SA MAJESTÉ LA REINE,

intimée.

[TRADUCTION FRANÇAISE OFFICIELLE]

 

Appel entendu le 13 avril 2018, à Toronto (Ontario)

Devant : L’honorable juge B. Russell


Comparutions :

Représentant de l’appelant :

Jagama Gobena

Avocat de l’intimée :

Me Derek Edwards

 

JUGEMENT

  L’appel interjeté à l’encontre de la nouvelle cotisation établie le 6 mars 2014 aux termes de la Loi de l’impôt sur le revenu (Canada) pour les années d’imposition 2010, 2011 et 2012 est accueilli sans dépens, et l’affaire est déférée au ministre du Revenu national aux fins de réexamen et de nouvelle cotisation pour le motif que les frais de téléphone cellulaire convenus ont été engagés dans le cadre de son emploi pour chacune des trois années d’imposition.
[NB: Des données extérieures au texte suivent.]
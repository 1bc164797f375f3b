use crate::config::RetrieverConfig;
use crate::error::{Result, RetrievalError};
use crate::fusion::{self, ScoredResult};
use crate::keywords::KeywordExtractor;
use crate::vocabulary::Vocabulary;
use lru::LruCache;
use shortlist_vector_store::{
    CatalogItem, EmbeddingProvider, TrainingPair, VectorIndex, VectorStoreError,
};
use std::num::NonZeroUsize;
use std::sync::{Arc, Mutex};

/// Query embeddings repeat heavily during evaluation runs; a small in-memory
/// cache keeps the provider out of the hot path. Correctness never depends
/// on it.
const QUERY_CACHE_CAPACITY: usize = 256;

/// Hybrid retriever: fuses semantic distance against the vector index with
/// keyword overlap from the fixed vocabulary.
///
/// Holds an immutable index snapshot; building a new catalog produces a new
/// retriever rather than mutating this one, so concurrent readers of an
/// existing snapshot are never exposed to partial state.
pub struct HybridRetriever {
    embedder: Arc<dyn EmbeddingProvider>,
    extractor: KeywordExtractor,
    config: RetrieverConfig,
    index: VectorIndex,
    query_cache: Mutex<LruCache<String, Vec<f32>>>,
}

impl std::fmt::Debug for HybridRetriever {
    fn fmt(&self, f: &mut std::fmt::Formatter<'_>) -> std::fmt::Result {
        f.debug_struct("HybridRetriever")
            .field("config", &self.config)
            .field("index", &self.index)
            .finish_non_exhaustive()
    }
}

impl HybridRetriever {
    /// Build a retriever from training pairs.
    ///
    /// Each pair's query text is the item's semantic anchor: all texts go to
    /// the provider in one batch call, tags are extracted with the same rule
    /// used at query time, and the index snapshot is assembled in input
    /// order. Duplicate query texts are accepted as independent entries.
    pub async fn build(
        embedder: Arc<dyn EmbeddingProvider>,
        vocabulary: Arc<Vocabulary>,
        config: RetrieverConfig,
        pairs: Vec<TrainingPair>,
    ) -> Result<Self> {
        config.validate()?;

        log::info!("Building catalog index from {} training pairs", pairs.len());
        let texts: Vec<String> = pairs.iter().map(|pair| pair.query.clone()).collect();
        let vectors = embedder.embed_batch(&texts).await?;
        if vectors.len() != pairs.len() {
            return Err(RetrievalError::VectorStore(
                VectorStoreError::EmbeddingError(format!(
                    "provider returned {} vectors for {} texts",
                    vectors.len(),
                    pairs.len()
                )),
            ));
        }

        let extractor = KeywordExtractor::new(vocabulary.clone());
        let entries: Vec<(Vec<f32>, CatalogItem)> = pairs
            .into_iter()
            .zip(vectors)
            .enumerate()
            .map(|(slot, (pair, vector))| {
                let item = CatalogItem {
                    id: format!("item-{slot:06}"),
                    reference: pair.reference,
                    tags: extractor.extract(&pair.query),
                };
                (vector, item)
            })
            .collect();

        let index = VectorIndex::build(embedder.dimension(), entries)?;
        Self::from_index(embedder, vocabulary, config, index)
    }

    /// Wrap an existing index snapshot (typically one loaded from disk).
    pub fn from_index(
        embedder: Arc<dyn EmbeddingProvider>,
        vocabulary: Arc<Vocabulary>,
        config: RetrieverConfig,
        index: VectorIndex,
    ) -> Result<Self> {
        config.validate()?;
        if index.dimension() != embedder.dimension() {
            return Err(RetrievalError::Config(format!(
                "index dimension {} does not match embedding provider dimension {}",
                index.dimension(),
                embedder.dimension()
            )));
        }
        Ok(Self {
            embedder,
            extractor: KeywordExtractor::new(vocabulary),
            config,
            index,
            query_cache: Mutex::new(LruCache::new(
                NonZeroUsize::new(QUERY_CACHE_CAPACITY)
                    .unwrap_or(NonZeroUsize::MIN),
            )),
        })
    }

    /// Retrieve the top-`top_k` catalog items for a free-text query.
    ///
    /// Over-fetches `2 * top_k` candidates from the index so keyword
    /// re-ranking cannot push a semantically-close item out of the window,
    /// then runs the semantic, keyword, and fusion stages and ranks. Returns
    /// at most `min(top_k, corpus_size)` results with no duplicate
    /// references; an empty corpus yields an empty result, not an error.
    pub async fn retrieve(
        &self,
        text: &str,
        top_k: usize,
        use_keyword_boost: bool,
    ) -> Result<Vec<ScoredResult>> {
        self.config.validate()?;
        if top_k == 0 {
            return Err(RetrievalError::Config("top_k must be positive".to_string()));
        }
        if top_k > self.config.max_top_k {
            return Err(RetrievalError::Config(format!(
                "top_k {top_k} exceeds configured bound {}",
                self.config.max_top_k
            )));
        }

        let query_vector = self.embed_cached(text).await?;
        let query_tags = self.extractor.extract(text);
        log::debug!(
            "Retrieve: top_k={top_k}, boost={use_keyword_boost}, query tags: {query_tags:?}"
        );

        let fetch = (2 * top_k).min(self.index.len());
        let neighbors = self.index.search(&query_vector, fetch)?;

        let (semantic_weight, keyword_weight) = if use_keyword_boost {
            (self.config.semantic_weight, self.config.keyword_weight)
        } else {
            (1.0, 0.0)
        };

        let candidates = fusion::semantic_stage(neighbors);
        let candidates = fusion::keyword_stage(candidates, &query_tags, use_keyword_boost);
        let fused = fusion::fusion_stage(candidates, semantic_weight, keyword_weight);
        Ok(fusion::rank(fused, top_k))
    }

    #[must_use]
    pub fn index(&self) -> &VectorIndex {
        &self.index
    }

    #[must_use]
    pub const fn config(&self) -> &RetrieverConfig {
        &self.config
    }

    async fn embed_cached(&self, text: &str) -> Result<Vec<f32>> {
        if let Ok(mut cache) = self.query_cache.lock() {
            if let Some(vector) = cache.get(text) {
                return Ok(vector.clone());
            }
        }
        let vector = self.embedder.embed(text).await?;
        if let Ok(mut cache) = self.query_cache.lock() {
            cache.put(text.to_string(), vector.clone());
        }
        Ok(vector)
    }
}

#[cfg(test)]
mod tests {
    use super::*;
    use crate::vocabulary::default_vocabulary;
    use async_trait::async_trait;
    use pretty_assertions::assert_eq;
    use shortlist_vector_store::HashEmbedder;
    use std::collections::{BTreeSet, HashMap, HashSet};

    /// Provider with canned vectors per text, for scenarios where distances
    /// must be exact.
    struct FixedEmbedder {
        dimension: usize,
        vectors: HashMap<String, Vec<f32>>,
    }

    impl FixedEmbedder {
        fn new(dimension: usize, entries: &[(&str, Vec<f32>)]) -> Self {
            Self {
                dimension,
                vectors: entries
                    .iter()
                    .map(|(text, vector)| (text.to_string(), vector.clone()))
                    .collect(),
            }
        }
    }

    #[async_trait]
    impl EmbeddingProvider for FixedEmbedder {
        fn dimension(&self) -> usize {
            self.dimension
        }

        async fn embed(&self, text: &str) -> shortlist_vector_store::Result<Vec<f32>> {
            self.vectors.get(text).cloned().ok_or_else(|| {
                VectorStoreError::EmbeddingError(format!("no canned vector for '{text}'"))
            })
        }
    }

    fn pair(query: &str, reference: &str) -> TrainingPair {
        TrainingPair {
            query: query.to_string(),
            reference: reference.to_string(),
        }
    }

    async fn hash_retriever(pairs: Vec<TrainingPair>) -> HybridRetriever {
        let embedder = Arc::new(HashEmbedder::new(32).unwrap());
        HybridRetriever::build(
            embedder,
            default_vocabulary(),
            RetrieverConfig::default(),
            pairs,
        )
        .await
        .unwrap()
    }

    #[tokio::test]
    async fn output_length_is_min_of_top_k_and_corpus() {
        let retriever = hash_retriever(vec![
            pair("java developer", "https://catalog/a"),
            pair("python analyst", "https://catalog/b"),
            pair("devops engineer", "https://catalog/c"),
        ])
        .await;

        assert_eq!(retriever.retrieve("engineer", 2, true).await.unwrap().len(), 2);
        assert_eq!(retriever.retrieve("engineer", 10, true).await.unwrap().len(), 3);
    }

    #[tokio::test]
    async fn results_contain_no_duplicate_references() {
        // Two pairs share a reference; the contract still forbids duplicates
        // in the output.
        let retriever = hash_retriever(vec![
            pair("java developer", "https://catalog/dup"),
            pair("senior java engineer", "https://catalog/dup"),
            pair("python analyst", "https://catalog/b"),
        ])
        .await;

        let results = retriever.retrieve("java", 10, true).await.unwrap();
        let references: HashSet<&str> =
            results.iter().map(|r| r.item.reference.as_str()).collect();
        assert_eq!(references.len(), results.len());
        assert_eq!(results.len(), 2);
    }

    #[tokio::test]
    async fn empty_corpus_retrieves_to_empty() {
        let retriever = hash_retriever(Vec::new()).await;
        let results = retriever.retrieve("anything", 5, true).await.unwrap();
        assert!(results.is_empty());
    }

    #[tokio::test]
    async fn disabled_boost_reports_zero_keyword_and_semantic_final() {
        let retriever = hash_retriever(vec![
            pair("senior java developer", "https://catalog/a"),
            pair("junior python developer", "https://catalog/b"),
        ])
        .await;

        let results = retriever
            .retrieve("senior java developer", 2, false)
            .await
            .unwrap();
        for result in &results {
            assert_eq!(result.keyword_score, 0.0);
            assert_eq!(result.final_score, result.semantic_score);
        }
    }

    #[tokio::test]
    async fn keyword_boost_rescues_tagged_item() {
        // Item "plain" is semantically closer; "tagged" wins once its exact
        // tag overlap is fused in.
        let embedder = Arc::new(FixedEmbedder::new(
            2,
            &[("Senior Java developer", vec![0.0, 0.0])],
        ));
        let items = vec![
            (
                vec![1.0, 0.0],
                CatalogItem {
                    id: "item-000000".to_string(),
                    reference: "plain".to_string(),
                    tags: BTreeSet::new(),
                },
            ),
            (
                vec![1.01, 0.0],
                CatalogItem {
                    id: "item-000001".to_string(),
                    reference: "tagged".to_string(),
                    tags: ["java", "senior"].iter().map(|s| s.to_string()).collect(),
                },
            ),
        ];
        let index = VectorIndex::build(2, items).unwrap();
        let retriever = HybridRetriever::from_index(
            embedder,
            default_vocabulary(),
            RetrieverConfig::default(),
            index,
        )
        .unwrap();

        let boosted = retriever
            .retrieve("Senior Java developer", 2, true)
            .await
            .unwrap();
        assert_eq!(boosted[0].item.reference, "tagged");
        assert_eq!(boosted[0].keyword_score, 1.0);

        let unboosted = retriever
            .retrieve("Senior Java developer", 2, false)
            .await
            .unwrap();
        assert_eq!(unboosted[0].item.reference, "plain");
    }

    #[tokio::test]
    async fn invalid_weights_are_rejected_before_any_embedding() {
        let embedder = Arc::new(FixedEmbedder::new(2, &[]));
        let index = VectorIndex::build(2, Vec::new()).unwrap();
        let config = RetrieverConfig {
            semantic_weight: 0.8,
            keyword_weight: 0.3,
            ..RetrieverConfig::default()
        };
        let err =
            HybridRetriever::from_index(embedder, default_vocabulary(), config, index).unwrap_err();
        assert!(matches!(err, RetrievalError::Config(_)));
    }

    #[tokio::test]
    async fn out_of_bounds_top_k_is_rejected() {
        let retriever = hash_retriever(vec![pair("java", "a")]).await;
        assert!(retriever.retrieve("java", 0, true).await.is_err());
        assert!(retriever.retrieve("java", 101, true).await.is_err());
    }

    #[tokio::test]
    async fn embedding_failure_propagates() {
        let embedder = Arc::new(FixedEmbedder::new(2, &[("known", vec![0.0, 0.0])]));
        let index = VectorIndex::build(2, Vec::new()).unwrap();
        let retriever = HybridRetriever::from_index(
            embedder,
            default_vocabulary(),
            RetrieverConfig::default(),
            index,
        )
        .unwrap();

        let err = retriever.retrieve("unknown", 3, true).await.unwrap_err();
        assert!(matches!(err, RetrievalError::VectorStore(_)));
    }

    #[tokio::test]
    async fn mismatched_index_dimension_is_rejected() {
        let embedder = Arc::new(FixedEmbedder::new(3, &[]));
        let index = VectorIndex::build(2, Vec::new()).unwrap();
        let err = HybridRetriever::from_index(
            embedder,
            default_vocabulary(),
            RetrieverConfig::default(),
            index,
        )
        .unwrap_err();
        assert!(matches!(err, RetrievalError::Config(_)));
    }
}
Signé à Ottawa, Canada, ce 29e jour de juin 2018.

« B. Russell »

Le juge Russell


Référence : 2018 CCI 118

Date : 20180629

Dossier : 2016-3242(IT)I

ENTRE :

NEBIYOU TILAHUN,

appelant,

et

SA MAJESTÉ LA REINE,

intimée.


[TRADUCTION FRANÇAISE OFFICIELLE]

MOTIFS DU JUGEMENT

Le juge Russell

Introduction :

[1]  L’appelant, M. Tilahun, interjette appel (procédure informelle) des nouvelles cotisations du 6 mars 2014 établies aux termes de la Loi de l’impôt sur le revenu (Canada) (la « Loi ») à l’égard de ses années d’imposition 2010, 2011 et 2012. Plus précisément, il conteste les refus des dépenses de 15 132 $, 16 141 $ et 15 615 $ respectivement; afférents à son emploi pour ces trois années. Peu de temps après une pause suivant le début de l’audition, les parties ont informé la Cour que les questions en litige avaient été réduites comme suit :

-  Année d’imposition 2010 : des frais afférents à un véhicule à moteur de 11 000 $ et des frais afférents à un téléphone cellulaire de 1 160 $;

-  Année d’imposition 2011 : des frais afférents à un véhicule à moteur de 12 470,05 $ et des frais afférents à un téléphone cellulaire de 806,35 $;

-  Année d’imposition 2012 : des frais afférents à un véhicule à moteur de 12 002 $ et des frais afférents à un téléphone cellulaire de 1 177 $.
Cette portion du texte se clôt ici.